Marketers face wake-up call over 3rd-party consentThe backlash against charities buying and selling donor data threatens to wreak havoc in every sector, with a new consumer study showing just 2% of consumers believe third-party consent is acceptable.
Consent for the use of marketing data has been shrouded in secrecy for years, and while most consumers have questioned where companies have got their names from in the past, few have actually done anything about it.
But recent media coverage of charities has raised awareness of the practice and last month, it was effectively outlawed altogether in a First-Tier Information Rights Tribunal, although it is still too early to say how this will pan out in ptractice. Whatever the outcome, the measures are also likely to be adopted in the EU General Data Protection Regulation, which is still going through the Brussels machine, albeit at a snail’s pace.
But if the results of the latest DMA and Media Octopus Customer Acquisition Barometer are anything to go by, companies will have to get their houses in order sharpish as 63% of consumers want just the company they deal with to use their data.
DMA managing director Rachel Aldighieri warned that marketers are erecting obstacles to building trust. She added: “The relationship between trust and success is well established. Trust is not a vague concept, but to consumers it’s concrete, and so essential for business success. If businesses apply the DMA Code to their marketing activity, this will build consumer trust, and so make it easier to acquire customers.”
Last year 93% of marketers gave clear opt-outs at every stage of their marketing and the same number clearly stated how consumer data would be used. This year, those with clear opt-outs at every stage fell to 56%, and despite being one of the principles of the Data Protection Act, those using clear descriptions fell to 62%.
The study also busts the myth that content marketing is king by showing marketers would better advised to offer loyalty schemes, competitions, coupons and the ever-popular freebies as an encouragement to share information with a brand.
The study questioned 1,072 consumers about when, where and why they are disposed to become customers. This was supplemented with marketer surveys and focus groups.
Some 46% shared their data with a known brand, and 21% with an unknown brand in a loyalty scheme. For competitions, the figures were 33% and 23% respectively, for a coupon 31% and 20%, while for a free product or service it was 20% and 17%.
However, for content marketing, only 10% had shared their data with a known brand over the past year, dropping to 9% for an unknown brand.
There is also a noticeable gap between the approaches of consumer and business-to-business marketers, with the B2B sector lagging behind.
The study shows:
– 74% for B2C marketers clearly stated how data would be used, yet only 55% of B2B marketers did.

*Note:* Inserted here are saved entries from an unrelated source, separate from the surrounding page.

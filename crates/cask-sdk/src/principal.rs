use std::collections::BTreeMap;

use cask_types::OwnerId;
use tracing::debug;

use crate::error::{SdkError, SdkResult};

/// What a caller presented to identify itself.
#[derive(Clone, Debug)]
pub enum Credentials {
    Bearer(String),
    Anonymous,
}

/// Resolves inbound credentials to the owner they act for.
pub trait PrincipalResolver: Send + Sync {
    /// The owner for `credentials`, or `Unauthenticated`.
    fn resolve(&self, credentials: &Credentials) -> SdkResult<OwnerId>;
}

/// Fixed bearer-token table, typically from the `principals` config section.
#[derive(Clone, Debug, Default)]
pub struct StaticTokens {
    tokens: BTreeMap<String, OwnerId>,
}

impl StaticTokens {
    pub fn new() -> Self {
        Self::default()
    }

    /// Build from a token → owner id table, validating each owner id.
    pub fn from_table(table: &BTreeMap<String, String>) -> SdkResult<Self> {
        let mut tokens = Self::new();
        for (token, owner) in table {
            tokens.insert(token.clone(), OwnerId::new(owner.as_str())?);
        }
        Ok(tokens)
    }

    pub fn insert(&mut self, token: impl Into<String>, owner: OwnerId) {
        self.tokens.insert(token.into(), owner);
    }

    pub fn len(&self) -> usize {
        self.tokens.len()
    }

    pub fn is_empty(&self) -> bool {
        self.tokens.is_empty()
    }
}

impl PrincipalResolver for StaticTokens {
    fn resolve(&self, credentials: &Credentials) -> SdkResult<OwnerId> {
        match credentials {
            Credentials::Anonymous => Err(SdkError::Unauthenticated(
                "credentials required".into(),
            )),
            Credentials::Bearer(token) => match self.tokens.get(token) {
                Some(owner) => {
                    debug!(%owner, "resolved bearer token");
                    Ok(owner.clone())
                }
                None => Err(SdkError::Unauthenticated("unknown token".into())),
            },
        }
    }
}

#[cfg(test)]
mod tests {
    use super::*;
    use crate::error::ErrorKind;

    fn table() -> BTreeMap<String, String> {
        let mut t = BTreeMap::new();
        t.insert("tok-alice".to_string(), "alice".to_string());
        t.insert("tok-bob".to_string(), "bob".to_string());
        t
    }

    #[test]
    fn known_token_resolves() {
        let tokens = StaticTokens::from_table(&table()).unwrap();
        assert_eq!(tokens.len(), 2);
        let owner = tokens
            .resolve(&Credentials::Bearer("tok-bob".into()))
            .unwrap();
        assert_eq!(owner.as_str(), "bob");
    }

    #[test]
    fn unknown_token_and_anonymous_are_unauthenticated() {
        let tokens = StaticTokens::from_table(&table()).unwrap();
        let err = tokens
            .resolve(&Credentials::Bearer("stolen".into()))
            .unwrap_err();
        assert_eq!(err.kind(), ErrorKind::Unauthenticated);
        let err = tokens.resolve(&Credentials::Anonymous).unwrap_err();
        assert_eq!(err.kind(), ErrorKind::Unauthenticated);
    }

    #[test]
    fn blank_owner_in_table_rejected() {
        let mut t = table();
        t.insert("tok-nobody".into(), "  ".into());
        assert!(StaticTokens::from_table(&t).is_err());
    }
}
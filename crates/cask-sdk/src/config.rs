use std::collections::BTreeMap;
use std::fs;
use std::path::{Path, PathBuf};
use std::time::Duration;

use cask_hash::{Inspector, MediaTypeRules, DEFAULT_SNIFF_WINDOW};
use serde::{Deserialize, Serialize};

use crate::error::{SdkError, SdkResult};

/// Default upload limit: 10 MiB.
pub const DEFAULT_MAX_UPLOAD_BYTES: u64 = 10 * 1024 * 1024;

/// Store configuration, usually read from a TOML file.
///
/// Every field has a default, so an empty file is a valid configuration.
#[derive(Clone, Debug, PartialEq, Eq, Serialize, Deserialize)]
#[serde(default)]
pub struct CaskConfig {
    /// Directory holding blobs, temp files and metadata snapshots.
    pub root: PathBuf,
    /// Largest accepted upload. `None` disables the check.
    pub max_upload_bytes: Option<u64>,
    /// Leading bytes examined when sniffing a media type.
    pub sniff_window: usize,
    pub lock_stripes: usize,
    /// Temp files older than this are removed by the maintenance sweep.
    pub temp_grace_secs: u64,
    /// Declared/sniffed media type pairs treated as equivalent.
    pub media_type_synonyms: Vec<(String, String)>,
    /// Bearer token to owner id, for the static principal resolver.
    pub principals: BTreeMap<String, String>,
}

impl Default for CaskConfig {
    fn default() -> Self {
        Self {
            root: PathBuf::from("cask-data"),
            max_upload_bytes: Some(DEFAULT_MAX_UPLOAD_BYTES),
            sniff_window: DEFAULT_SNIFF_WINDOW,
            lock_stripes: cask_store::lock::DEFAULT_STRIPES,
            temp_grace_secs: 3600,
            media_type_synonyms: cask_hash::rules::DEFAULT_SYNONYMS
                .iter()
                .map(|(a, b)| (a.to_string(), b.to_string()))
                .collect(),
            principals: BTreeMap::new(),
        }
    }
}

impl CaskConfig {
    /// Default configuration rooted at `root`.
    pub fn at(root: impl Into<PathBuf>) -> Self {
        Self {
            root: root.into(),
            ..Self::default()
        }
    }

    pub fn load(path: &Path) -> SdkResult<Self> {
        let text = fs::read_to_string(path)
            .map_err(|e| SdkError::Config(format!("reading {}: {e}", path.display())))?;
        Self::from_toml_str(&text)
    }

    pub fn from_toml_str(text: &str) -> SdkResult<Self> {
        let config: Self = toml::from_str(text).map_err(|e| SdkError::Config(e.to_string()))?;
        config.validate()?;
        Ok(config)
    }

    pub fn to_toml_string(&self) -> SdkResult<String> {
        toml::to_string_pretty(self).map_err(|e| SdkError::Config(e.to_string()))
    }

    pub fn validate(&self) -> SdkResult<()> {
        if self.sniff_window == 0 {
            return Err(SdkError::Config("sniff_window must be positive".into()));
        }
        if self.lock_stripes == 0 {
            return Err(SdkError::Config("lock_stripes must be positive".into()));
        }
        self.rules()?;
        Ok(())
    }

    pub fn rules(&self) -> SdkResult<MediaTypeRules> {
        MediaTypeRules::from_pairs(
            self.media_type_synonyms
                .iter()
                .map(|(a, b)| (a.as_str(), b.as_str())),
        )
        .map_err(|e| SdkError::Config(format!("media_type_synonyms: {e}")))
    }

    pub fn inspector(&self) -> SdkResult<Inspector> {
        Ok(Inspector::new(self.rules()?)
            .with_sniff_window(self.sniff_window)
            .with_max_size(self.max_upload_bytes))
    }

    pub fn temp_grace(&self) -> Duration {
        Duration::from_secs(self.temp_grace_secs)
    }

    pub fn catalog_path(&self) -> PathBuf {
        self.root.join("catalog.snapshot")
    }

    pub fn references_path(&self) -> PathBuf {
        self.root.join("references.snapshot")
    }
}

– 80% of B2C marketers explained why they needed data in the first place, but only 47% of B2B marketers did the same.
– 69% of B2C marketers offered opt-outs at every stage yet only 48% of B2B marketers did.
– 54% of B2C marketers have abandoned the small print, compared to 36% of B2B marketers.
The Media Octopus head of strategy Andrew Colwell said: “For most brands, the bottom line is critical. Ultimately, marketers tell us that they want their customers or prospects to share their information with a view to them buying more of their products or services. The CAB insight provides the intelligence to marketers on how best to achieve this. Surely, they should listen?”